This is the key to an employer’s successfully defending a class action.  Dig into the facts and find as many distinguishing factors amongst the putative class members and bang away at those in the opposition to the motion for conditional certification.  The greater need for individual scrutiny the better the chances of defeating the class motion.

Working Time Class Action Focuses On Alleged Manipulation of Time Records

A North Carolina-based employee has filed a FLSA collective action and a state law class action alleging, among other things, breach of contract, against Foot Locker Incorporated.  The Complaint alleges that the Company essentially deprived sales associates, cashiers and stockers from properly due wages and overtime through a systemwide policy and practice of managers altering and changing time records.  The case is entitled Kennedy v. Foot Locker Inc., and was filed in the Western District of North Carolina.
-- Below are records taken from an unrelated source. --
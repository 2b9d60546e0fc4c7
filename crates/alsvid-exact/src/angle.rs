//! Rotation angles as exact fractions of π.
//!
//! Gate parameters arrive from the boundary as floats, but floats produced
//! by upstream compilers are almost always approximations of a handful of
//! π-fractions. [`regulate`] snaps a float onto the canonical set
//! {π, π/2, 2π, π/4} so that everything downstream can stay in exact
//! arithmetic; any other value is kept as the float it was.

use num_rational::Rational64;
use num_traits::ToPrimitive;
use serde::{Deserialize, Serialize};
use std::f64::consts::PI;
use std::fmt;

/// Margin within which a float angle is identified with a π-fraction.
const ERROR_MARGIN: f64 = 0.01;

/// A rotation angle, exact where possible.
#[derive(Debug, Clone, Copy, PartialEq, Serialize, Deserialize)]
pub enum Angle {
    /// An exact rational multiple of π.
    PiRational(Rational64),
    /// Any other value, kept unchanged.
    Float(f64),
}

impl Angle {
    /// The zero angle.
    pub fn zero() -> Self {
        Angle::PiRational(Rational64::from_integer(0))
    }

    /// The angle π.
    pub fn pi() -> Self {
        Angle::PiRational(Rational64::from_integer(1))
    }

    /// The angle π · numer/denom.
    pub fn pi_times(numer: i64, denom: i64) -> Self {
        Angle::PiRational(Rational64::new(numer, denom))
    }

    /// Check whether this angle is an exact π-fraction.
    pub fn is_exact(&self) -> bool {
        matches!(self, Angle::PiRational(_))
    }

    /// Numeric value in radians.
    pub fn as_f64(&self) -> f64 {
        match self {
            Angle::PiRational(r) => r.to_f64().unwrap_or(f64::NAN) * PI,
            Angle::Float(v) => *v,
        }
    }

    /// Half of this angle. Exactness is preserved.
    pub fn half(&self) -> Self {
        match self {
            Angle::PiRational(r) => Angle::PiRational(r / Rational64::from_integer(2)),
            Angle::Float(v) => Angle::Float(v / 2.0),
        }
    }
}

impl std::ops::Add for Angle {
    type Output = Angle;

    fn add(self, rhs: Angle) -> Angle {
        match (self, rhs) {
            (Angle::PiRational(a), Angle::PiRational(b)) => Angle::PiRational(a + b),
            (a, b) => Angle::Float(a.as_f64() + b.as_f64()),
        }
    }
}

impl std::ops::Neg for Angle {
    type Output = Angle;

    fn neg(self) -> Angle {
        match self {
            Angle::PiRational(r) => Angle::PiRational(-r),
            Angle::Float(v) => Angle::Float(-v),
        }
    }
}

impl fmt::Display for Angle {
    fn fmt(&self, f: &mut fmt::Formatter<'_>) -> fmt::Result {
        match self {
            Angle::PiRational(r) if r.is_integer() => match r.to_integer() {
                0 => write!(f, "0"),
                1 => write!(f, "pi"),
                -1 => write!(f, "-pi"),
                n => write!(f, "{n}*pi"),
            },
            Angle::PiRational(r) => {
                let (n, d) = (*r.numer(), *r.denom());
                match n {
                    1 => write!(f, "pi/{d}"),
                    -1 => write!(f, "-pi/{d}"),
                    _ => write!(f, "{n}*pi/{d}"),
                }
            }
            Angle::Float(v) => write!(f, "{v}"),
        }
    }
}

/// Canonicalize `theta` to a recognizable exact fraction of π.
///
/// Compares `theta` numerically (tolerance 0.01) against π, π/2, 2π and
/// π/4, in that order; on a match the exact fraction is substituted,
/// otherwise the raw value is kept unchanged. Pure, infallible.
pub fn regulate(theta: f64) -> Angle {
    let targets = [
        (PI, Rational64::from_integer(1)),
        (PI / 2.0, Rational64::new(1, 2)),
        (PI * 2.0, Rational64::from_integer(2)),
        (PI / 4.0, Rational64::new(1, 4)),
    ];

    for (value, fraction) in targets {
        if (theta - value).abs() < ERROR_MARGIN {
            return Angle::PiRational(fraction);
        }
    }

    Angle::Float(theta)
}

#[cfg(test)]
mod tests {
    use super::*;

    #[test]
    fn test_regulate_pi_targets() {
        assert_eq!(regulate(3.14159265), Angle::pi());
        assert_eq!(regulate(PI), Angle::pi());
        assert_eq!(regulate(1.5707), Angle::pi_times(1, 2));
        assert_eq!(regulate(6.2832), Angle::pi_times(2, 1));
        assert_eq!(regulate(0.7854), Angle::pi_times(1, 4));
    }

    #[test]
    fn test_regulate_keeps_other_floats() {
        assert_eq!(regulate(0.3), Angle::Float(0.3));
        // Just outside the margin of π/4.
        assert_eq!(regulate(0.8), Angle::Float(0.8));
        // Negative angles never snap.
        assert_eq!(regulate(-PI), Angle::Float(-PI));
    }

    #[test]
    fn test_half_is_exact() {
        assert_eq!(Angle::pi().half(), Angle::pi_times(1, 2));
        assert_eq!(Angle::pi_times(1, 4).half(), Angle::pi_times(1, 8));
        assert_eq!(Angle::Float(0.3).half(), Angle::Float(0.15));
    }

    #[test]
    fn test_addition() {
        assert_eq!(
            Angle::pi_times(1, 2) + Angle::pi_times(1, 4),
            Angle::pi_times(3, 4)
        );
        match Angle::pi() + Angle::Float(0.5) {
            Angle::Float(v) => assert!((v - (PI + 0.5)).abs() < 1e-12),
            Angle::PiRational(_) => panic!("mixed sum must fall back to float"),
        }
    }

    #[test]
    fn test_negation_and_exactness() {
        assert_eq!(-Angle::pi_times(1, 4), Angle::pi_times(-1, 4));
        assert_eq!(-Angle::Float(0.3), Angle::Float(-0.3));
        assert!(Angle::pi().is_exact());
        assert!(!Angle::Float(0.3).is_exact());
    }

    #[test]
    fn test_display() {
        assert_eq!(Angle::pi().to_string(), "pi");
        assert_eq!(Angle::pi_times(1, 2).to_string(), "pi/2");
        assert_eq!(Angle::pi_times(-3, 4).to_string(), "-3*pi/4");
        assert_eq!(Angle::zero().to_string(), "0");
    }
}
As evidence of the necessary commonality, the plaintiffs allege that the employment terms are found in the employees’ written employment offers, the Employee Handbooks disseminated by the Company, its corporate policies as well as other documents.  The gravamen of the plaintiffs’ theory is that they were ostensibly required to log work hours into the computer system, but they allege they were prevented from doing so, whether by accident or otherwise.

The Complaint’s most serious allegation is that “managers ... with the knowledge and/or complicity of the company, regularly altered the computerized records .... to reflect a lower number of hours worked by the retail employees.”  This was done because managers are under constant pressure to meet labor costs budgets and if they manipulated the time records to show that no overtime was worked and/or fewer hours were worked, they would be within budgetary constraints.

There may be hundreds of employees, current and former, involved in this matter.  In a similar case, in which a class was certified in September 2009, approximately 5,200 current or former Foot Locker workers have opted into the action.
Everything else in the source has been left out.